This a categorically not a problem with Islam as a whole and treating it as such will help absolutely no one.


----------



## warsteiner (Jul 15, 2013)

^^ This. Fighting extremism with extremism will never work.

Terrible news to wake up to and I have a lot of family in Manchester but, thankfully, none were at the concert.


----------



## Ultrasonic (Jul 13, 2004)

Actually I'm not even sure an Islamic extremist link has been confirmed yet? Although it does seem very likely to be the case.


----------



## RRSUK (Apr 9, 2017)

It's awful, to target kids...

It's about time our government stood up and done something. Airstrikes obviously just aren't cutting it.

End these scumbags for good and deport the homegrown terrorists and hate preachers.

Were far too PC.


----------



## tommolad (Oct 20, 2007)

Bring on a civil war


----------



## Ukmeathead (Dec 4, 2010)

Ultrasonic said:


> A awful attack.
> 
> Where do you propose we deport all the Muslim British citizens to exactly?
> 
> This a categorically not a problem with Islam as a whole and treating it as such will help absolutely no one.


 Anywhere but here! Why should we be scared to walk our streets in fear of getting blown up? Civil war needs to happen for people to wake up.


----------



## Ultrasonic (Jul 13, 2004)

Ukmeathead said:


> Anywhere but here! Why should we be scared to walk our streets in fear of getting blown up? Civil war needs to happen for people to wake up.


 How will randomly attacking people who have absolutely nothing to do with the attack help make anyone safer?

You're also advocating attacking completely innocent people, and ruining the peaceful family lives of British citizens. Think about this.


----------



## 31205 (Jan 16, 2013)

Dan71 said:


> Cant really blame all religions ,as far as I am aware there is only one group doing this


 That's true mate.


----------



## Ukmeathead (Dec 4, 2010)

Ultrasonic said:


> How will randomly attacking people who have absolutely nothing to do with the attack help make anyone safer?
> 
> You're also advocating attacking completely innocent people, and ruining the peaceful family lives of British citizens. Think about this.


 Well there is that way of looking at it, I myself just see a civil war in our future with all this. And in my eyes it would be a good things but that's just my opinion.


----------



## jason7474utd (Oct 12, 2010)

Horrible, cowardly act.

heart goes out to the parents and famalies caught up in this.

a couple of points id like to make -

im getting sick of every time something like this happens now the first thing we see is the muslim apologists throwing the victim card on muslims, give it a break people have just lost thier kids you left wing, pc, racked with white guilt whack jobs,

and second im with a few on here and i think civil war is just around the corner i live in an area that ahs 2 very large muslim communities and the obsolout disdain they have for the west is sickening, some of these are 2nd and 3rd generation and have little or nothing to do with the country they were born in (England).

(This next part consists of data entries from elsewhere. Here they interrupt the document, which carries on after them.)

//! Injected logging capability.
//!
//! Every component receives an `Arc<dyn EventLog>` instead of reaching for a
//! global logger, so tests can capture exactly what was emitted.

use std::sync::{Arc, Mutex};

/// Severity of a recorded log entry.
#[derive(Debug, Clone, Copy, PartialEq, Eq)]
pub enum LogLevel {
    Debug,
    Info,
    Error,
}

/// Sink for diagnostic messages emitted by the updater components.
pub trait EventLog: Send + Sync {
    fn info(&self, message: &str);
    fn debug(&self, message: &str);
    fn error(&self, message: &str);
}

/// Forwards every entry to `tracing` under the `splash_updater` target.
#[derive(Debug, Default, Clone, Copy)]
pub struct TracingLog;

impl TracingLog {
    pub fn shared() -> Arc<dyn EventLog> {
        Arc::new(TracingLog)
    }
}

impl EventLog for TracingLog {
    fn info(&self, message: &str) {
        tracing::info!(target: "splash_updater", "{message}");
    }

    fn debug(&self, message: &str) {
        tracing::debug!(target: "splash_updater", "{message}");
    }

    fn error(&self, message: &str) {
        tracing::error!(target: "splash_updater", "{message}");
    }
}

/// A single captured log line.
#[derive(Debug, Clone, PartialEq, Eq)]
pub struct LogEntry {
    pub level: LogLevel,
    pub message: String,
}

/// In-memory sink that keeps every entry, also forwarding to `tracing`.
#[derive(Debug, Default, Clone)]
pub struct MemoryLog {
    entries: Arc<Mutex<Vec<LogEntry>>>,
}

impl MemoryLog {
    pub fn new() -> Self {
        Self::default()
    }

    fn push(&self, level: LogLevel, message: &str) {
        if let Ok(mut entries) = self.entries.lock() {
            entries.push(LogEntry {
                level,
                message: message.to_string(),
            });
        }
    }

    /// Snapshot of all entries recorded so far.
    pub fn entries(&self) -> Vec<LogEntry> {
        self.entries
            .lock()
            .map(|entries| entries.clone())
            .unwrap_or_default()
    }

    /// Number of entries whose message contains `needle`.
    pub fn count_containing(&self, needle: &str) -> usize {
        self.entries()
            .iter()
            .filter(|entry| entry.message.contains(needle))
            .count()
    }
}

impl EventLog for MemoryLog {
    fn info(&self, message: &str) {
        TracingLog.info(message);
        self.push(LogLevel::Info, message);
    }

    fn debug(&self, message: &str) {
        TracingLog.debug(message);
        self.push(LogLevel::Debug, message);
    }

    fn error(&self, message: &str) {
        TracingLog.error(message);
        self.push(LogLevel::Error, message);
    }
}

#[cfg(test)]
mod tests {
    use super::*;

    #[test]
    fn memory_log_records_levels_in_order() {
        let log = MemoryLog::new();
        log.info("first");
        log.debug("second");
        log.error("third first");

        let entries = log.entries();
        assert_eq!(entries.len(), 3);
        assert_eq!(entries[0].level, LogLevel::Info);
        assert_eq!(entries[1].level, LogLevel::Debug);
        assert_eq!(entries[2].level, LogLevel::Error);
        assert_eq!(log.count_containing("first"), 2);
    }

    #[test]
    fn clones_share_the_same_buffer() {
        let log = MemoryLog::new();
        let shared: Arc<dyn EventLog> = Arc::new(log.clone());
        shared.info("via trait object");
        assert_eq!(log.count_containing("via trait object"), 1);
    }
}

the religion needs reform its not fit for modern day society, there ruled by the imans that refuse to let the religion grow for fear of loseing controll


----------



## Tricky (Jan 21, 2017)

It's a terrible attack and one that can be pinned on our govt. until similar happens in several major cities across Britain then maybe hopfully the people and the govt will wake up and demand that action is taken to combat extremists, immigration and asylum.

My thoughts are with the families


----------



## Tricky (Jan 21, 2017)

jason7474utd said:


> Horrible, cowardly act.
> 
> heart goes out to the parents and famalies caught up in this.
> 
> ...


 I agree it's sickening how we tolerate extremists and folk like corybn and his cronies call them victims and stick up from them. Known terrorists and promoters of death to the infidels we pay our taxes to because the govt won't deport them it really is laughable.

Its a sad situation that for action to happens hundreds nore must die in similar attacks but that's the cold truth. Maybe only maybe when more of this happens will we take a stand as a country until then I expect business as usual from the cowards in power and full support by the left wing muppets


----------



## Dan71 (Nov 26, 2015)

Ultrasonic said:


> Actually I'm not even sure an Islamic extremist link has been confirmed yet? Although it does seem very likely to be the case.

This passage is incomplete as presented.